Search string "MapGenError": state how many lines in the material below contain it, and nothing else.

**********

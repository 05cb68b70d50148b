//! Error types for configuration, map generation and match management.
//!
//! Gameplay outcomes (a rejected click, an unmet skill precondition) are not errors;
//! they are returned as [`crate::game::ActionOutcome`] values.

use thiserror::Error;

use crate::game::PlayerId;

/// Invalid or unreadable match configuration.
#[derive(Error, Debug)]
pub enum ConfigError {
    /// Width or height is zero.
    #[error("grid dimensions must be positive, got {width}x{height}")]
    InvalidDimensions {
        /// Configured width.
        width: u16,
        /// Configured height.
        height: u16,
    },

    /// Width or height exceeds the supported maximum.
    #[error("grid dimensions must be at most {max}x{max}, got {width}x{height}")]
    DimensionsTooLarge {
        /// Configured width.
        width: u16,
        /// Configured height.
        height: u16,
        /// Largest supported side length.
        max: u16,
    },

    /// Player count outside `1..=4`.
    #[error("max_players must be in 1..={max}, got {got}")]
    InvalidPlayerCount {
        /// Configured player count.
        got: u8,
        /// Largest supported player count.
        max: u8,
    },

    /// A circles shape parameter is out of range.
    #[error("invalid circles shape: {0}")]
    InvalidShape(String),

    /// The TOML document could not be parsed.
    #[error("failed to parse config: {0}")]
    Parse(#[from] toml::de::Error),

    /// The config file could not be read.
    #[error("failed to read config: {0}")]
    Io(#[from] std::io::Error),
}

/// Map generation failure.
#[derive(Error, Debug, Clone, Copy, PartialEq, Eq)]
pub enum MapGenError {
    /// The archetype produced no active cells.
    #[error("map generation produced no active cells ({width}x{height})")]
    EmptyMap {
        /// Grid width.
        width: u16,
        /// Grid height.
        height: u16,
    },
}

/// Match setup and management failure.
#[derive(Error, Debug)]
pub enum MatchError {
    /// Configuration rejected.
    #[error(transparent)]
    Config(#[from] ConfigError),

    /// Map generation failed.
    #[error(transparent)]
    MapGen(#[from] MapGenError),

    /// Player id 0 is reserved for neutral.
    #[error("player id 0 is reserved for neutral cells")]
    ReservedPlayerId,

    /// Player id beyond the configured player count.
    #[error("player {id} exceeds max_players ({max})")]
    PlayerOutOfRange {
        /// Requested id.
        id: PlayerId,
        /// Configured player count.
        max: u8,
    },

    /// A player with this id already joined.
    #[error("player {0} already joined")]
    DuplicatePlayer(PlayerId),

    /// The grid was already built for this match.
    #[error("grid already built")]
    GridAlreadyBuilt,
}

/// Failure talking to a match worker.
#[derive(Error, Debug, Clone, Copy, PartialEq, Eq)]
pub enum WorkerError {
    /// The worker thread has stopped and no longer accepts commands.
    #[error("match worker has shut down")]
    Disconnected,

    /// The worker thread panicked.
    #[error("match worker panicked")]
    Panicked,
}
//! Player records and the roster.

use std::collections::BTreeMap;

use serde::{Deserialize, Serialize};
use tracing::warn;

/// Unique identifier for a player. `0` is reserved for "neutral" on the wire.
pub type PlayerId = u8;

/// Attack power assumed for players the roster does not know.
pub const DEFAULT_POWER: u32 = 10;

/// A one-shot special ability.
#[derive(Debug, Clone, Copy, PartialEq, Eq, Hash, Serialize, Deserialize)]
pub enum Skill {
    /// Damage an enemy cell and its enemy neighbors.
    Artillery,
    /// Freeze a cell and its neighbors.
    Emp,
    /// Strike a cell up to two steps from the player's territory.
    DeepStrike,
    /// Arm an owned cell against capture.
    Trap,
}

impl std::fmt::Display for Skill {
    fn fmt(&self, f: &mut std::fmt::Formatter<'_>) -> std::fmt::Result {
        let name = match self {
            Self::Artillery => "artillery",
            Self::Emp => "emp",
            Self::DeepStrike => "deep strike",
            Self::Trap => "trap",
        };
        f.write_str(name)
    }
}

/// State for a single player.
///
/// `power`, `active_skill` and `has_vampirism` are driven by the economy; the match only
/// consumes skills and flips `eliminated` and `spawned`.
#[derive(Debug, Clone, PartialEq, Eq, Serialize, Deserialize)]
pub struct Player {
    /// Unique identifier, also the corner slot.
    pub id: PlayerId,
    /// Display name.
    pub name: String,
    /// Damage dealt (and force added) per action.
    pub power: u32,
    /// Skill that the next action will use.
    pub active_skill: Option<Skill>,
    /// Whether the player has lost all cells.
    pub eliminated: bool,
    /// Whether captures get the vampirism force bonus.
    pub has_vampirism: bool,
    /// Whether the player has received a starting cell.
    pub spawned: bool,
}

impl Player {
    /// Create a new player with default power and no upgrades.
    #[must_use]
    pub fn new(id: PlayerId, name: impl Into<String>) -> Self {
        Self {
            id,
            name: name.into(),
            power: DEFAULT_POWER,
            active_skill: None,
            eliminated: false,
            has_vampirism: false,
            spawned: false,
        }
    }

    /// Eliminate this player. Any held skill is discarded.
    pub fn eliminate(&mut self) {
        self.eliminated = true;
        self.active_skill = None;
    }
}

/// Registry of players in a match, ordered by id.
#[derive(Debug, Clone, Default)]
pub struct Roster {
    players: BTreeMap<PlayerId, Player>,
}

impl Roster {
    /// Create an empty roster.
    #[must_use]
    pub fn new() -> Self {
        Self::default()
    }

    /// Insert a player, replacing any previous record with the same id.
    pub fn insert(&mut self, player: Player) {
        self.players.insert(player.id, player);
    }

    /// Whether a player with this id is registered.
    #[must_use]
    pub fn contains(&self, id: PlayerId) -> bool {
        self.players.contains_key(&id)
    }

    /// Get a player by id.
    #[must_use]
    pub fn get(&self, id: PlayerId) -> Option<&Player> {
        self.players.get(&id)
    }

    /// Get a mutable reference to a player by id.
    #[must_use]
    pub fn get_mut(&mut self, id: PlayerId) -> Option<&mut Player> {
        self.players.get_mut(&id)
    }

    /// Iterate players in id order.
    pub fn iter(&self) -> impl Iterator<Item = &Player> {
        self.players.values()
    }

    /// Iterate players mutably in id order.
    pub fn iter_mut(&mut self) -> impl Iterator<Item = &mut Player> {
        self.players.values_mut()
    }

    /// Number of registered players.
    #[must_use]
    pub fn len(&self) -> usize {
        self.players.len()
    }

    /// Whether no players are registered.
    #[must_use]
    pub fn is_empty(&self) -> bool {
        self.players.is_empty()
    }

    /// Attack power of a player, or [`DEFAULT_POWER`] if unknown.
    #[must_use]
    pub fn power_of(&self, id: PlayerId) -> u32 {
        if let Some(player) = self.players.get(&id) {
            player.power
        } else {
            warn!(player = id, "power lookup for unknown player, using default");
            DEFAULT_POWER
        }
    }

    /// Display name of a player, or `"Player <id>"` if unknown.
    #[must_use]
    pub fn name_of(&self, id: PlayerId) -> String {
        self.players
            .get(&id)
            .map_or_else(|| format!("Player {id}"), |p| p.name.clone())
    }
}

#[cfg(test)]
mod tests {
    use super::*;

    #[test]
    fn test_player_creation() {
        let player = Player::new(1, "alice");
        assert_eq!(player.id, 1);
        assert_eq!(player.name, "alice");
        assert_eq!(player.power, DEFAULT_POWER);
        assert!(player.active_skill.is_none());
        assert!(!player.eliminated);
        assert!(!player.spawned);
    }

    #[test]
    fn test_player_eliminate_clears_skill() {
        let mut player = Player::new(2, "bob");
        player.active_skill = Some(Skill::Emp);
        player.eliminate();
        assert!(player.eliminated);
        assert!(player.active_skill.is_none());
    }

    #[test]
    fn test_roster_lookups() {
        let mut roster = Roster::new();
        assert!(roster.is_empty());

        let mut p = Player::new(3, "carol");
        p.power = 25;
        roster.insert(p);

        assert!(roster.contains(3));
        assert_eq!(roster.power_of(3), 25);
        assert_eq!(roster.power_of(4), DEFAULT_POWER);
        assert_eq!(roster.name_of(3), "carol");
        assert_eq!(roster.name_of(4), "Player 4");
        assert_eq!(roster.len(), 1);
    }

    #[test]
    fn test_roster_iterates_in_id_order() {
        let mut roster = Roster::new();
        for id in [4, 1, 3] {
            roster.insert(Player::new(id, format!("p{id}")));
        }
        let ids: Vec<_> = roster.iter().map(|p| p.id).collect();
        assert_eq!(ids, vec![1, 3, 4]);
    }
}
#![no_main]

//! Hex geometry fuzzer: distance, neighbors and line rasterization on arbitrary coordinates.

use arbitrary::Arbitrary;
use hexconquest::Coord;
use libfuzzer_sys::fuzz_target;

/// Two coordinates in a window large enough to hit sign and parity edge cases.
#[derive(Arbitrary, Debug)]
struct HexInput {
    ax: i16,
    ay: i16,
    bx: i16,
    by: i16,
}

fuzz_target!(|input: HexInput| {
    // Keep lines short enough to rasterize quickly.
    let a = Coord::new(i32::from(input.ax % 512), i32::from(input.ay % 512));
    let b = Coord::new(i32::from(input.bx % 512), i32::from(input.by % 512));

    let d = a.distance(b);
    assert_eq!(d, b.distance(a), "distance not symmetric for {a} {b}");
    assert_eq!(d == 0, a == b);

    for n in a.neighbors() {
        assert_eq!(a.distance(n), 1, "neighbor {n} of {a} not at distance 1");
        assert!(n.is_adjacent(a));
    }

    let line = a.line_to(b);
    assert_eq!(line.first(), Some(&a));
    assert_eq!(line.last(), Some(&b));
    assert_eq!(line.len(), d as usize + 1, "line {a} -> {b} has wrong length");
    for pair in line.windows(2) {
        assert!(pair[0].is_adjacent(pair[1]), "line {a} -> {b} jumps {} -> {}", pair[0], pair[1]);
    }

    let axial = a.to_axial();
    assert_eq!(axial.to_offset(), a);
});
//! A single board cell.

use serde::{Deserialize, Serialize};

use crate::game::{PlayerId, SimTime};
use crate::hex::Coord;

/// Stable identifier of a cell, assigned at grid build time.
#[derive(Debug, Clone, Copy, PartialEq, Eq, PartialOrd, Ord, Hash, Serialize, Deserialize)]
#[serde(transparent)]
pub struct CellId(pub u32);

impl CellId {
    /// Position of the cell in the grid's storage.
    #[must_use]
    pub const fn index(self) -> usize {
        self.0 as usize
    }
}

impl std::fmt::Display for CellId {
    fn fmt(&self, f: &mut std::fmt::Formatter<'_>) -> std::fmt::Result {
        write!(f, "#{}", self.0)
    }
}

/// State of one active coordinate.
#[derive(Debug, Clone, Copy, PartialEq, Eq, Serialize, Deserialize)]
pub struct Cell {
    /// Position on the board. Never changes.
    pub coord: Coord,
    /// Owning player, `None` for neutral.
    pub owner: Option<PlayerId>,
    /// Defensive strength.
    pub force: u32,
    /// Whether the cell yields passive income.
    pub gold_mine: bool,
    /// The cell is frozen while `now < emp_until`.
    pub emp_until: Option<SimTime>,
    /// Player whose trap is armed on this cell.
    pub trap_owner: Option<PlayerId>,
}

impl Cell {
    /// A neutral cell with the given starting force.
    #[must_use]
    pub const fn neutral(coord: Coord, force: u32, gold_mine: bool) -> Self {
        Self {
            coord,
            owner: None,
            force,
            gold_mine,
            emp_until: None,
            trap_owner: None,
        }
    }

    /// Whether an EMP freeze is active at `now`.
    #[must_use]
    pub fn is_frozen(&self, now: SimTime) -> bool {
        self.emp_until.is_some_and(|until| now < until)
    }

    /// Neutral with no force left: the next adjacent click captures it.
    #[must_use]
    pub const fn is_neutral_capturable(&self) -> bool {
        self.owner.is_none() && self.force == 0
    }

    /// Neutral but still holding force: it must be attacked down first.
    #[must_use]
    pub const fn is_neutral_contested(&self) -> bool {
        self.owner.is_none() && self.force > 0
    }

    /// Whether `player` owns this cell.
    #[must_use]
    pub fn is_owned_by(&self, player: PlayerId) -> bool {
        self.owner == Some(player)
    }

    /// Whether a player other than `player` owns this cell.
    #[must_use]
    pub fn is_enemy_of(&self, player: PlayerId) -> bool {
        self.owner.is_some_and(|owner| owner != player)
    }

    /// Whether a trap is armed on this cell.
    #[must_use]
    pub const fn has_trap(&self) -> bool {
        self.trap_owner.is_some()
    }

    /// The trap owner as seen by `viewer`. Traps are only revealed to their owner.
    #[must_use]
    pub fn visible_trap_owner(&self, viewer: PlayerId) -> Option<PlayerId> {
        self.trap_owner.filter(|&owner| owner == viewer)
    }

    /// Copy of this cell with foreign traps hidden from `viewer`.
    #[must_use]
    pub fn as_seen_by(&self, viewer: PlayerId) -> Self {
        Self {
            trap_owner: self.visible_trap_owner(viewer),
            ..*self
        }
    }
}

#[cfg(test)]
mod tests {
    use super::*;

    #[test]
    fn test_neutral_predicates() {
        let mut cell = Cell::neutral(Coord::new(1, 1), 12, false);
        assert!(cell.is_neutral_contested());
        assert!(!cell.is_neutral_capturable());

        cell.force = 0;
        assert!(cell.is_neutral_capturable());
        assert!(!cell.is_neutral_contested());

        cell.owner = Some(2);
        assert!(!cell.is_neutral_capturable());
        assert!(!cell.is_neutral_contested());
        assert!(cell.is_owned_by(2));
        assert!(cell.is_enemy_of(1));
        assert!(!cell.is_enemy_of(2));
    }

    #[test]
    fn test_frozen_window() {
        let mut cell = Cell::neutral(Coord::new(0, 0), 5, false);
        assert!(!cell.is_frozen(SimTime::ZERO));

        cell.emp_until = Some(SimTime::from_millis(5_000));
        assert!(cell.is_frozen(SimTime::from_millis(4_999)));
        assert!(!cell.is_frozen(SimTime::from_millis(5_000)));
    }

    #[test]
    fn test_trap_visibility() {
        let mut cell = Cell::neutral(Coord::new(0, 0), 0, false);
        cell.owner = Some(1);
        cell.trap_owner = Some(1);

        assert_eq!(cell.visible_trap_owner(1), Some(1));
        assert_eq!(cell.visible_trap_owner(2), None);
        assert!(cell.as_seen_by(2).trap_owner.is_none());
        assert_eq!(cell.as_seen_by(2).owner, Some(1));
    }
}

**********

# Exercise output:
2